Claudio Moyano Samaniego

 

 

4.      El testaferro y su cuadrilla

 

     Con la relación que ya teníamos y la encomiástica recomendación de Don Atanasio, no tuve dificultad ninguna para obtener el puesto. Es más, Ezequiel -me prohibió tratarlo de Don, aunque conservando el usted- tenía prisa en echar al empleado poco honrado pues apenas me dio de plazo hasta el lunes siguiente para despedirme de Santarén, repasar las normas desamortizadoras más importantes y ponerme al trabajo. Fermín, el oficial, ya te pondrá al corriente, replicó a mi preocupación por no dar en principio la talla. Semejante premura cayó francamente mal en la imprenta:

-          Ve con Dios -me dijo con enfado Dámaso, el hijo de la dueña que la sucedería al frente del negocio- pero, si las cosas te vienen mal dadas, no vuelvas por aquí.

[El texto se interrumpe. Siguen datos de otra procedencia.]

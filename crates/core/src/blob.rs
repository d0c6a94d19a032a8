// SPDX-License-Identifier: BUSL-1.1
// Copyright (c) 2026 Alfred Jean LLC

//! Content-addressed byte buffers

use serde::{Deserialize, Serialize};
use sha2::{Digest, Sha256};

/// SHA-256 content hash of a blob, rendered as lowercase hex
#[derive(Debug, Clone, PartialEq, Eq, PartialOrd, Ord, Hash, Serialize, Deserialize)]
#[serde(transparent)]
pub struct BlobHash(String);

impl BlobHash {
    /// Hash the given bytes
    pub fn of(bytes: &[u8]) -> Self {
        let digest = Sha256::digest(bytes);
        let mut hex = String::with_capacity(digest.len() * 2);
        for byte in digest {
            hex.push_str(&format!("{byte:02x}"));
        }
        Self(hex)
    }

    pub fn as_str(&self) -> &str {
        &self.0
    }
}

impl std::fmt::Display for BlobHash {
    fn fmt(&self, f: &mut std::fmt::Formatter<'_>) -> std::fmt::Result {
        write!(f, "{}", self.0)
    }
}

/// An immutable byte buffer identified by the hash of its contents
#[derive(Debug, Clone, PartialEq, Eq, PartialOrd, Ord, Hash, Serialize, Deserialize)]
#[serde(transparent)]
pub struct Blob(Vec<u8>);

impl Blob {
    pub fn new(bytes: impl Into<Vec<u8>>) -> Self {
        Self(bytes.into())
    }

    pub fn bytes(&self) -> &[u8] {
        &self.0
    }

    pub fn len(&self) -> usize {
        self.0.len()
    }

    pub fn is_empty(&self) -> bool {
        self.0.is_empty()
    }

    /// The blob's content address
    pub fn hash(&self) -> BlobHash {
        BlobHash::of(&self.0)
    }
}

#[cfg(test)]
#[path = "blob_tests.rs"]
mod tests;
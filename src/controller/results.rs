//! Accumulated result pages.

use std::collections::HashSet;

use serde::Serialize;

use crate::remote::{Item, SearchInfo};

/// Search engine metadata of the latest fresh page
#[derive(Debug, Clone, PartialEq, Eq, Serialize)]
pub struct SearchMetadata {
    pub engine: String,
    pub took_ms: Option<u64>,
    pub total_matches: Option<u64>,
}

impl From<SearchInfo> for SearchMetadata {
    fn from(info: SearchInfo) -> Self {
        Self {
            engine: info.engine,
            took_ms: info.took_ms,
            total_matches: info.total_matches,
        }
    }
}

/// Ordered result list: replaced on fresh, appended on load-more.
///
/// With `dedupe` on, appended items whose `id` is already listed are
/// skipped. Items without an id are always kept.
#[derive(Debug, Clone, Default)]
pub struct ResultAccumulator {
    items: Vec<Item>,
    metadata: Option<SearchMetadata>,
    dedupe: bool,
    seen: HashSet<String>,
}

impl ResultAccumulator {
    pub fn new(dedupe: bool) -> Self {
        Self {
            dedupe,
            ..Self::default()
        }
    }

    /// Replace list and metadata together
    pub fn fresh(&mut self, items: Vec<Item>, metadata: Option<SearchMetadata>) {
        self.seen = if self.dedupe {
            items.iter().filter_map(Item::id).collect()
        } else {
            HashSet::new()
        };
        self.items = items;
        self.metadata = metadata;
    }

    /// Append a page; returns how many items were added
    pub fn append(&mut self, items: Vec<Item>) -> usize {
        let before = self.items.len();
        if !self.dedupe {
            self.items.extend(items);
            return self.items.len() - before;
        }

        for item in items {
            match item.id() {
                Some(id) if !self.seen.insert(id.clone()) => {
                    tracing::debug!(id = %id, "skipping duplicate item");
                }
                _ => self.items.push(item),
            }
        }
        self.items.len() - before
    }

    pub fn clear(&mut self) {
        self.items.clear();
        self.metadata = None;
        self.seen.clear();
    }

    pub fn items(&self) -> &[Item] {
        &self.items
    }

    pub fn len(&self) -> usize {
        self.items.len()
    }

    pub fn is_empty(&self) -> bool {
        self.items.is_empty()
    }

    pub fn metadata(&self) -> Option<&SearchMetadata> {
        self.metadata.as_ref()
    }
}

     Me dolió aquel desplante y tomé nota. Si algún día regresaba al ramo de la impresión, habría de ser con la competencia.

***

     Hasta que entré a trabajar para Ezequiel había experimentado la desamortización en términos de abandono y destrucción. A partir de entonces, me tocaría ver sus aspectos constructivos, es decir, cómo se enriquecían y formaban grandes patrimonios inmobiliarios, tanto los adquirentes de los bienes nacionales, como cuantos pululaban en torno suyo, sirviéndolos de colaboradores o de testaferros en las mil y una exigencias que comportaban las subastas de aquellos inmuebles. No puede decirse que esa época haya pasado ya a la historia[42] pero, con todo, no voy a referirme a ella en términos generales, sino en la medida en que yo la viví durante el año que trabajé para Espinosa. Fue poco tiempo según el calendario, pero resultó decisivo para mi porvenir.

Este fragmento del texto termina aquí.